Idaho, Wyoming police officers get trained in the ways of the Taser

Police officer being tased.

Mike Walton / Scroll

Dep. Brad Holjeson of the Fremont County Sheriff’s Department reacts to getting shot from behind by Tasers during a police training last week.

When police go into a situation, the more options they have available to neutralize a violent suspect, the safer the officer and the suspect will be.

Last week, Idaho law enforcement officers underwent two days of training to use a Taser X26, a non-lethal weapon that can be used to debilitate a suspect without killing them by shocking them with 50,000 volts.

It gives us another option, said Sergeant Cameron Stanford of the Madison County Sheriff’s Office.
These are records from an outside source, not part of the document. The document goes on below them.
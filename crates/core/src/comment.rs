//! Comments on bugs and the single-accepted-answer invariant.

use serde::{Deserialize, Serialize};

use crate::error::CoreError;
use crate::types::{lenient_timestamp, null_as_default, DbId, Timestamp, UserId};
use crate::user::AuthorRef;

/// Maximum length for comment text (characters).
pub const MAX_COMMENT_LENGTH: usize = 5_000;

#[derive(Debug, Clone, PartialEq, Serialize, Deserialize)]
#[serde(rename_all = "camelCase")]
pub struct Comment {
    pub id: DbId,
    pub text: String,
    #[serde(default, skip_serializing_if = "Option::is_none")]
    pub image: Option<String>,
    #[serde(deserialize_with = "lenient_timestamp")]
    pub created_at: Timestamp,
    pub author: AuthorRef,
    #[serde(default, deserialize_with = "null_as_default")]
    pub accepted: bool,
    #[serde(default, deserialize_with = "null_as_default")]
    pub vote_count: i64,
}

impl Comment {
    pub fn is_authored_by(&self, user_id: &str) -> bool {
        self.author.id == user_id
    }
}

/// Body of `POST /api/comments/create`.
#[derive(Debug, Clone, PartialEq, Serialize)]
#[serde(rename_all = "camelCase")]
pub struct NewComment {
    pub bug_id: DbId,
    pub author_id: UserId,
    pub text: String,
    #[serde(skip_serializing_if = "Option::is_none")]
    pub image: Option<String>,
}

impl NewComment {
    pub fn validate(&self) -> Result<(), CoreError> {
        validate_text(&self.text)
    }
}

/// Body of `PUT /api/comments/update/{id}`.
#[derive(Debug, Clone, PartialEq, Serialize)]
#[serde(rename_all = "camelCase")]
pub struct CommentUpdate {
    pub author_id: UserId,
    pub text: String,
    #[serde(skip_serializing_if = "Option::is_none")]
    pub image: Option<String>,
}

impl CommentUpdate {
    pub fn validate(&self) -> Result<(), CoreError> {
        validate_text(&self.text)
    }
}

/// Validate comment text: required, bounded length.
pub fn validate_text(text: &str) -> Result<(), CoreError> {
    if text.trim().is_empty() {
        return Err(CoreError::Validation("Comment text is required".into()));
    }
    let len = text.chars().count();
    if len > MAX_COMMENT_LENGTH {
        return Err(CoreError::Validation(format!(
            "Comment exceeds maximum length of {MAX_COMMENT_LENGTH} characters (got {len})"
        )));
    }
    Ok(())
}

/// The accepted comment of a bug, if any.
pub fn accepted_comment(comments: &[Comment]) -> Option<&Comment> {
    comments.iter().find(|c| c.accepted)
}

/// Cross-check a freshly fetched comment list: at most one may be accepted.
pub fn ensure_single_accepted(bug_id: DbId, comments: &[Comment]) -> Result<(), CoreError> {
    let accepted: Vec<DbId> = comments.iter().filter(|c| c.accepted).map(|c| c.id).collect();
    if accepted.len() > 1 {
        return Err(CoreError::Conflict(format!(
            "Bug {bug_id} has {} accepted comments: {:?}",
            accepted.len(),
            accepted
        )));
    }
    Ok(())
}

/// Order comments newest first, as the thread view displays them.
pub fn sort_most_recent_first(comments: &mut [Comment]) {
    comments.sort_by(|a, b| b.created_at.cmp(&a.created_at).then(b.id.cmp(&a.id)));
}
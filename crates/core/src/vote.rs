//! Vote directions and targets.
//!
//! The client never holds a vote list; it submits a direction for a target
//! and re-reads the server's tally.

use serde::{Deserialize, Serialize};

use crate::error::CoreError;
use crate::types::{DbId, UserId};

pub const VOTE_UP: &str = "upvote";
pub const VOTE_DOWN: &str = "downvote";

#[derive(Debug, Clone, Copy, PartialEq, Eq, Hash, Serialize, Deserialize)]
#[serde(rename_all = "lowercase")]
pub enum VoteDirection {
    Upvote,
    Downvote,
}

impl VoteDirection {
    pub fn as_str(self) -> &'static str {
        match self {
            VoteDirection::Upvote => VOTE_UP,
            VoteDirection::Downvote => VOTE_DOWN,
        }
    }

    pub fn parse(raw: &str) -> Result<Self, CoreError> {
        match raw.to_ascii_lowercase().as_str() {
            VOTE_UP | "up" => Ok(VoteDirection::Upvote),
            VOTE_DOWN | "down" => Ok(VoteDirection::Downvote),
            _ => Err(CoreError::Validation(format!(
                "Invalid vote type '{raw}'. Must be '{VOTE_UP}' or '{VOTE_DOWN}'"
            ))),
        }
    }
}

impl std::fmt::Display for VoteDirection {
    fn fmt(&self, f: &mut std::fmt::Formatter<'_>) -> std::fmt::Result {
        f.write_str(self.as_str())
    }
}

/// What a vote is cast on.
#[derive(Debug, Clone, Copy, PartialEq, Eq, Hash)]
pub enum VoteTarget {
    Bug(DbId),
    Comment(DbId),
}

impl VoteTarget {
    pub fn kind(self) -> &'static str {
        match self {
            VoteTarget::Bug(_) => "bug",
            VoteTarget::Comment(_) => "comment",
        }
    }

    pub fn id(self) -> DbId {
        match self {
            VoteTarget::Bug(id) | VoteTarget::Comment(id) => id,
        }
    }
}

/// Body of `POST /api/votes/bug/{bugId}`.
#[derive(Debug, Clone, Serialize)]
#[serde(rename_all = "camelCase")]
pub struct BugVote {
    pub user_id: UserId,
    pub vote_type: VoteDirection,
}

/// Body of `POST /api/votes/create`.
#[derive(Debug, Clone, Serialize)]
#[serde(rename_all = "camelCase")]
pub struct CommentVote {
    pub user_id: UserId,
    pub comment_id: DbId,
    pub vote_type: VoteDirection,
}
Usually it’s pepper spray, baton and then lethal force. [The X26] gives us something in between.

Officers and deputies from Aida, Fremont and Madison Counties and also Cokesville, Wyo., attended the training class to learn how to instruct other officers how and when to properly use the X26.

The X26 is the size of a small gun, and is also held, fired and holstered like a gun. Its ammunition is a blue cartridge placed in the front that contains two barbed hooks attached to wires.

To use the weapon, an officer aims it at the suspect and pulls the trigger. The hooks are ejected from a cartridge into the skin or clothing of an armed or combative aggressor and electricity courses through the wires.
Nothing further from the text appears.